# [what's the best way] to Sell My Grand Pacific Timeshare



## janda727 (Jan 1, 2015)

I have a floating week annually at Grand Pacific Palisades in Carlsbad.  [specifics deleted] We love it but have too much vacation time to use. Has anyone sold their ownership? I'm looking for tips and feedback on ones that have been sold.


----------



## DeniseM (Jan 1, 2015)

I'm sorry, but I had to delete the specific details from your post, so it doesn't appear to be a for-sale Ad.

I'd start by finding out what your timeshare is actually selling for on ebay:

Go to-

http://www.ebay.com/sch/items/Timesh...1&_sacat=15897

- put the exact resort name in the search box

- scroll down and click SOLD LISTINGS

- scroll up and click SEARCH

You want to look at the *sold listings*, not just the asking prices, because many timeshares are way overpriced.  In general, on the resale market, timeshares resale for 0-10% of original retail.​
You may also want to check with some reputable brokers, to get their opinion.  Here is a sort list of Tugger who are reputable brokers:

Fred Messreni (TUG user name FredM if you want to send him a pm)
www.timeshare-gallery.com

Seth Nock (TUG user name the same if you want to send him a pm)
www.sellingtimeshares.net

Judi Kozlowski (TUG user name the same if you want to send her a pm)
www.timeshareresalepros.com


----------



## Passepartout (Jan 1, 2015)

To answer your question, yes, many have been sold. (paid) Members can post ads in the TUG Marketplace in the red stripe above, or for low price sales and giveaways, the Bargain Deals section of the Buying, Selling, Renting forum. You can post there for free, without membership. Just follow the basic layout you'll see there, Resort, size, season, price, MF, who pays what, etc. Your TS may have value, as many don't these days, and you may want to consider either going through a broker, or using the Marketplace or Redweek.com.

Best Wishes.

Jim


----------



## Seth Nock (Jan 2, 2015)

Your property can no longer be part of HGVC Club when bought resale, unless you buy another unit directly from the developer.  This took affect October 6.  As a result, it has almost no value on the resale market.


----------



## 1Kflyerguy (Jan 2, 2015)

Seth Nock said:


> Your property can no longer be part of HGVC Club when bought resale, unless you buy another unit directly from the developer.  This took affect October 6.  As a result, it has almost no value on the resale market.



Wow, had not heard that yet.  Do you know if the points /member will transfer if the buyer is currently a HGVC member?


----------



## klpca (Jan 2, 2015)

You may want to contact Claire Luconi at timesharelocators.com . She has an office onsite (I think) at Carlsbad Inn and specializes in resales of the Grand Pacific properties. She should be able to tell you if there is any value in your week.

I contacted her once about a year ago and she seemed pretty knowledgeable but I didn't pursue the deal so I don't have any more information.


----------



## semicycler (Jan 2, 2015)

Seth Nock said:


> Your property can no longer be part of HGVC Club when bought resale, unless you buy another unit directly from the developer.  This took affect October 6.  As a result, it has almost no value on the resale market.
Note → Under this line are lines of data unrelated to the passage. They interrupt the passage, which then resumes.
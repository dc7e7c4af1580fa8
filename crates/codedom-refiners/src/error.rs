use codedom_core::CoreError;
use thiserror::Error;

use crate::config::GenerationLanguage;

#[derive(Error, Debug, Clone, PartialEq, Eq)]
pub enum RefinerError {
    #[error("{language} refiner pass `{pass}` failed: {source}")]
    PassFailed {
        language: GenerationLanguage,
        pass: &'static str,
        source: CoreError,
    },

    #[error("Configuration error: {0}")]
    Config(String),

    #[error("Core error: {0}")]
    Core(#[from] CoreError),
}

impl RefinerError {
    /// The model error behind this failure, if any
    pub fn core_error(&self) -> Option<&CoreError> {
        match self {
            RefinerError::PassFailed { source, .. } => Some(source),
            RefinerError::Core(error) => Some(error),
            RefinerError::Config(_) => None,
        }
    }
}

pub type RefinerResult<T> = Result<T, RefinerError>;
impl CodeMethod {
    pub fn is_of_kind(&self, kinds: &[MethodKind]) -> bool {
        self.kind.is_of_kind(kinds)
    }
}

#[derive(Debug, Clone, PartialEq, Eq, Serialize, Deserialize)]
pub struct CodeProperty {
    pub kind: PropertyKind,
    pub type_ref: TypeReference,
    /// Name used on the wire, independent of the in-code identifier
    pub serialization_name: Option<String>,
    pub default_value: Option<String>,
}

impl CodeProperty {
    pub fn is_of_kind(&self, kinds: &[PropertyKind]) -> bool {
        self.kind.is_of_kind(kinds)
    }
}

#[derive(Debug, Clone, PartialEq, Eq, Serialize, Deserialize)]
pub struct CodeParameter {
    pub kind: ParameterKind,
    pub type_ref: TypeReference,
    pub default_value: Option<String>,
}

#[derive(Debug, Clone, PartialEq, Eq, Serialize, Deserialize)]
pub struct CodeIndexer {
    pub index_type: TypeReference,
    pub return_type: TypeReference,
}

#[derive(Debug, Clone, PartialEq, Eq, Serialize, Deserialize)]
pub enum ElementKind {
    Namespace(CodeNamespace),
    Class(CodeClass),
    Enum(CodeEnum),
    Method(CodeMethod),
    Property(CodeProperty),
    Parameter(CodeParameter),
    Indexer(CodeIndexer),
}

impl ElementKind {
    pub fn node_kind(&self) -> NodeKind {
        match self {
            ElementKind::Namespace(_) => NodeKind::Namespace,
            ElementKind::Class(_) => NodeKind::Class,
            ElementKind::Enum(_) => NodeKind::Enum,
            ElementKind::Method(_) => NodeKind::Method,
            ElementKind::Property(_) => NodeKind::Property,
            ElementKind::Parameter(_) => NodeKind::Parameter,
            ElementKind::Indexer(_) => NodeKind::Indexer,
        }
    }
}
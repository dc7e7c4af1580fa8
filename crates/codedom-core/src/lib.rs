//! Code model tree shared by the front-end, the refiners and the emitters

pub mod element;
pub mod error;
pub mod import_calculator;
pub mod naming;
pub mod tree;
pub mod types;

pub use element::{
    ClassKind, CodeElement, ElementId, ElementKind, MethodKind, NodeKind, ParameterKind,
    PropertyKind,
};
pub use error::{ArgumentIssue, CoreError, CoreResult};
pub use import_calculator::ImportPathCalculator;
pub use tree::CodeTree;
pub use types::{CodeUsing, TypeReference, TypeTarget};
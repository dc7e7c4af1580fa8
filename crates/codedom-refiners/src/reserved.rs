//! Reserved identifiers per target language
//!
//! Lookups ignore case: an identifier is escaped when it matches a keyword
//! in any casing.

use std::collections::BTreeSet;

use serde::{Deserialize, Serialize};

use crate::config::GenerationLanguage;

const CSHARP: &[&str] = &[
    "abstract", "as", "base", "bool", "break", "byte", "case", "catch", "char", "checked",
    "class", "const", "continue", "decimal", "default", "delegate", "do", "double", "else",
    "enum", "event", "explicit", "extern", "false", "finally", "fixed", "float", "for",
    "foreach", "goto", "if", "implicit", "in", "int", "interface", "internal", "is", "lock",
    "long", "namespace", "new", "null", "object", "operator", "out", "override", "params",
    "private", "protected", "public", "readonly", "ref", "return", "sbyte", "sealed", "short",
    "sizeof", "stackalloc", "static", "string", "struct", "switch", "this", "throw", "true",
    "try", "typeof", "uint", "ulong", "unchecked", "unsafe", "ushort", "using", "virtual",
    "void", "volatile", "while",
];

const JAVA: &[&str] = &[
    "abstract", "assert", "boolean", "break", "byte", "case", "catch", "char", "class",
    "const", "continue", "default", "do", "double", "else", "enum", "extends", "false",
    "final", "finally", "float", "for", "goto", "if", "implements", "import", "instanceof",
    "int", "interface", "long", "native", "new", "null", "package", "private", "protected",
    "public", "return", "short", "static", "strictfp", "super", "switch", "synchronized",
    "this", "throw", "throws", "transient", "true", "try", "void", "volatile", "while",
];

const TYPESCRIPT: &[&str] = &[
    "any", "as", "boolean", "break", "case", "catch", "class", "const", "constructor",
    "continue", "debugger", "declare", "default", "delete", "do", "else", "enum", "export",
    "extends", "false", "finally", "for", "from", "function", "get", "if", "implements",
    "import", "in", "instanceof", "interface", "let", "module", "new", "null", "number",
    "of", "package", "private", "protected", "public", "require", "return", "set", "static",
    "string", "super", "switch", "symbol", "this", "throw", "true", "try", "type", "typeof",
    "var", "void", "while", "with", "yield",
];

const GO: &[&str] = &[
    "break", "case", "chan", "const", "continue", "default", "defer", "else", "fallthrough",
    "for", "func", "go", "goto", "if", "import", "interface", "map", "package", "range",
    "return", "select", "struct", "switch", "type", "var",
];

#[derive(Debug, Clone, Default, PartialEq, Eq, Serialize, Deserialize)]
pub struct ReservedNames {
    names: BTreeSet<String>,
}

impl ReservedNames {
    pub fn new<I, S>(names: I) -> Self
    where
        I: IntoIterator<Item = S>,
        S: AsRef<str>,
    {
        Self {
            names: names
                .into_iter()
                .map(|name| name.as_ref().to_lowercase())
                .collect(),
        }
    }

    pub fn for_language(language: GenerationLanguage) -> Self {
        let keywords = match language {
            GenerationLanguage::CSharp => CSHARP,
            GenerationLanguage::Java => JAVA,
            GenerationLanguage::TypeScript => TYPESCRIPT,
            GenerationLanguage::Go => GO,
        };
        Self::new(keywords.iter().copied())
    }

    pub fn with_additional(mut self, names: &[String]) -> Self {
        self.names
            .extend(names.iter().map(|name| name.trim().to_lowercase()));
        self
    }

    pub fn contains(&self, name: &str) -> bool {
        self.names.contains(&name.to_lowercase())
    }

    pub fn len(&self) -> usize {
        self.names.len()
    }

    pub fn is_empty(&self) -> bool {
        self.names.is_empty()
    }
}

#[cfg(test)]
mod tests {
    use super::*;

    #[test]
    fn test_lookup_ignores_case() {
        let reserved = ReservedNames::for_language(GenerationLanguage::CSharp);
        assert!(reserved.contains("break"));
        assert!(reserved.contains("Break"));
        assert!(!reserved.contains("breaking"));
    }

    #[test]
    fn test_languages_have_distinct_keywords() {
        assert!(ReservedNames::for_language(GenerationLanguage::Go).contains("func"));
        assert!(!ReservedNames::for_language(GenerationLanguage::Java).contains("func"));
        assert!(ReservedNames::for_language(GenerationLanguage::TypeScript).contains("constructor"));
    }

    #[test]
    fn test_additional_names() {
        let reserved = ReservedNames::for_language(GenerationLanguage::Go)
            .with_additional(&["Client".to_string()]);
        assert!(reserved.contains("client"));
        assert_eq!(reserved.len(), GO.len() + 1);
    }
}
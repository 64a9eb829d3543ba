//! A single-slot, resettable notification used to hand the end of an acquisition from the deferred
//! completion worker to whoever is waiting on the card.

use std::{
    sync::{Condvar, Mutex, MutexGuard, PoisonError},
    time::{Duration, Instant},
};

/// How a [`CompletionSignal::wait`] ended
#[derive(Debug, Copy, Clone, PartialEq, Eq)]
pub enum WaitOutcome {
    Completed,
    TimedOut,
    Interrupted,
}

#[derive(Debug)]
struct State {
    /// Generation of the latest arm, bumped by every [`CompletionSignal::reset`]
    armed: u64,
    /// Latest generation that was signaled
    completed: u64,
    /// Bumped by every [`CompletionSignal::interrupt`], waiters compare against what they saw on
    /// entry
    interrupts: u64,
}

/// Once signaled, every current and future waiter sees [`WaitOutcome::Completed`] until the next
/// [`CompletionSignal::reset`].
///
/// Each reset starts a new generation. A waiter that holds on to the generation it is interested
/// in still sees it completed after a later reset, so a quick re-arm can't swallow the wakeup.
#[derive(Debug)]
pub struct CompletionSignal {
    state: Mutex<State>,
    cond: Condvar,
}

impl Default for CompletionSignal {
    fn default() -> Self {
        Self::new()
    }
}

impl CompletionSignal {
    #[must_use]
    pub fn new() -> Self {
        Self {
            state: Mutex::new(State {
                armed: 1,
                completed: 0,
                interrupts: 0,
            }),
            cond: Condvar::new(),
        }
    }

    fn state(&self) -> MutexGuard<'_, State> {
        self.state.lock().unwrap_or_else(PoisonError::into_inner)
    }

    /// Clears a previous signal, done right before a new arm. Returns the new generation.
    pub fn reset(&self) -> u64 {
        let mut state = self.state();
        state.armed += 1;
        state.armed
    }

    /// The generation the next [`CompletionSignal::signal`] completes
    #[must_use]
    pub fn generation(&self) -> u64 {
        self.state().armed
    }

    /// Completes the current generation and wakes every waiter with [`WaitOutcome::Completed`]
    pub fn signal(&self) {
        let mut state = self.state();
        state.completed = state.armed;
        drop(state);
        self.cond.notify_all();
    }

    /// Wakes the threads currently blocked in [`CompletionSignal::wait`] with
    /// [`WaitOutcome::Interrupted`]. Later waiters are not affected.
    pub fn interrupt(&self) {
        self.state().interrupts += 1;
        self.cond.notify_all();
    }

    #[must_use]
    pub fn is_signaled(&self) -> bool {
        let state = self.state();
        state.completed == state.armed
    }

    /// Blocks until the current generation is signaled, `timeout` elapses (if given) or the wait
    /// is interrupted. A zero timeout only reports whether the signal is already set.
    pub fn wait(&self, timeout: Option<Duration>) -> WaitOutcome {
        let generation = self.generation();
        self.wait_for(generation, timeout)
    }

    /// Like [`CompletionSignal::wait`], for a given `generation` rather than the current one
    pub fn wait_for(&self, generation: u64, timeout: Option<Duration>) -> WaitOutcome {
        // A timeout too large to represent is the same as none
        let deadline = timeout.and_then(|t| Instant::now().checked_add(t));
        let mut state = self.state();
        let entered_at = state.interrupts;
        loop {
            if state.completed >= generation {
                return WaitOutcome::Completed;
            }
            if state.interrupts != entered_at {
                return WaitOutcome::Interrupted;
            }
            state = match deadline {
                None => self
                    .cond
                    .wait(state)
                    .unwrap_or_else(PoisonError::into_inner),
                Some(deadline) => {
                    let now = Instant::now();
                    if now >= deadline {
                        return WaitOutcome::TimedOut;
                    }
                    self.cond
                        .wait_timeout(state, deadline - now)
                        .unwrap_or_else(PoisonError::into_inner)
                        .0
                }
            };
        }
    }
}
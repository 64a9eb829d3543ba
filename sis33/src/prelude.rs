//! Prelude (helpful reexports) for this package

pub use crate::{
    backend::{mock::Mock, Backend},
    card::{Card, Contract, Timestamping},
    config::{CardConfig, Channel, ClockSource, Round},
    core::{Acq, AcqDescriptor, AcqFlags, AcqList, ByteOrder, Trigger, WaitMode},
    error::{Error, Result},
    ioctl::ControlSurface,
    memory::{Arena, CallerMemory},
    registry::{Registry, Slot},
    segment::SegmentState,
    wire::{Abi, Request, UserPtr},
};
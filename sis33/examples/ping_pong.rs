//! In this example, we drive a simulated digitizer the way a data-taking loop would: one segment
//! is filled while the previous one is read out.

use sis33::prelude::*;
use std::{sync::Arc, thread, time::Duration};

const EVENTS: u32 = 4;
const EV_LENGTH: u32 = 256;

fn main() -> anyhow::Result<()> {
    tracing_subscriber::fmt()
        .with_max_level(tracing::Level::DEBUG)
        .init();

    let registry = Registry::new()?;
    let card = registry.create(Slot::Auto, Arc::new(Mock::timed(Duration::from_millis(50))))?;
    registry.register(&card, Mock::contract())?;
    card.set_clock_frequency(card.contract()?.round_clock_frequency(60_000_000, Round::Nearest))?;

    let n_segments = card.n_segments()?;
    for round in 0..6u32 {
        let segment = round % n_segments;
        card.acquire(&AcqDescriptor::new(segment, EVENTS, EV_LENGTH).no_wait())?;

        // Read out the segment filled in the previous round while this one samples
        if round > 0 {
            let previous = (round - 1) % n_segments;
            let mut list = AcqList::new(previous, 0, EVENTS as usize, EV_LENGTH);
            let n = card.fetch(&mut list)?;
            for acq in &list.acqs[..n] {
                let samples = acq.samples();
                println!(
                    "segment {previous}: {} samples, +{} ticks, first {:#06x}",
                    samples.len(),
                    acq.prevticks,
                    samples[0]
                );
            }
        }

        while card.is_acquiring()? {
            thread::sleep(Duration::from_millis(5));
        }
    }
    registry.free(&card);
    Ok(())
}
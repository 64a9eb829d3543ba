//! Acquisition control for the SIS33xx family of VME waveform digitizers.
//!
//! A [`Card`](card::Card) drives one board through a [`Backend`](backend::Backend) that knows its
//! registers. The sample memory of a card is split in segments: one can be filled by an
//! acquisition while the others are fetched. Cards are owned by a
//! [`Registry`](registry::Registry), and can be driven either through their typed API or
//! through the C-layout control requests of [`ControlSurface`](ioctl::ControlSurface).

pub mod acquisition;
pub mod backend;
pub mod card;
pub mod compat;
pub mod completion;
pub mod config;
pub mod core;
pub mod error;
pub mod fetch;
pub mod ioctl;
pub mod memory;
pub mod prelude;
pub mod registry;
pub mod segment;
pub mod wire;
pub mod workqueue;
Wow, that's news.  Does this only affect GPP, or other affiliates?  Can you share a reference link with the details?

Thanks Seth!


----------



## buzglyd (Jan 2, 2015)

Seth Nock said:


> Your property can no longer be part of HGVC Club when bought resale, unless you buy another unit directly from the developer.  This took affect October 6.  As a result, it has almost no value on the resale market.



Does that rule even include GP's own Legacy Resort Group? 

I'll have to check their listings the next time I'm at the Carlsbad Inn and see if they have any GPP or Seapointe conversions listed for resale.


----------



## janda727 (Jan 3, 2015)

Thanks for all the feedback! I decided to list it for sale in the Tug Marketplace.


----------



## DeniseM (Jan 3, 2015)

Listing it only in the TUG Marketplace may not get the job done.  This is the tried and true method for giving away a timeshare on TUG:

http://www.tugbbs.com/forums/showthread.php?t=132509


----------



## VegasBella (Jan 3, 2015)

janda727 said:


> Thanks for all the feedback! I decided to list it for sale in the Tug Marketplace.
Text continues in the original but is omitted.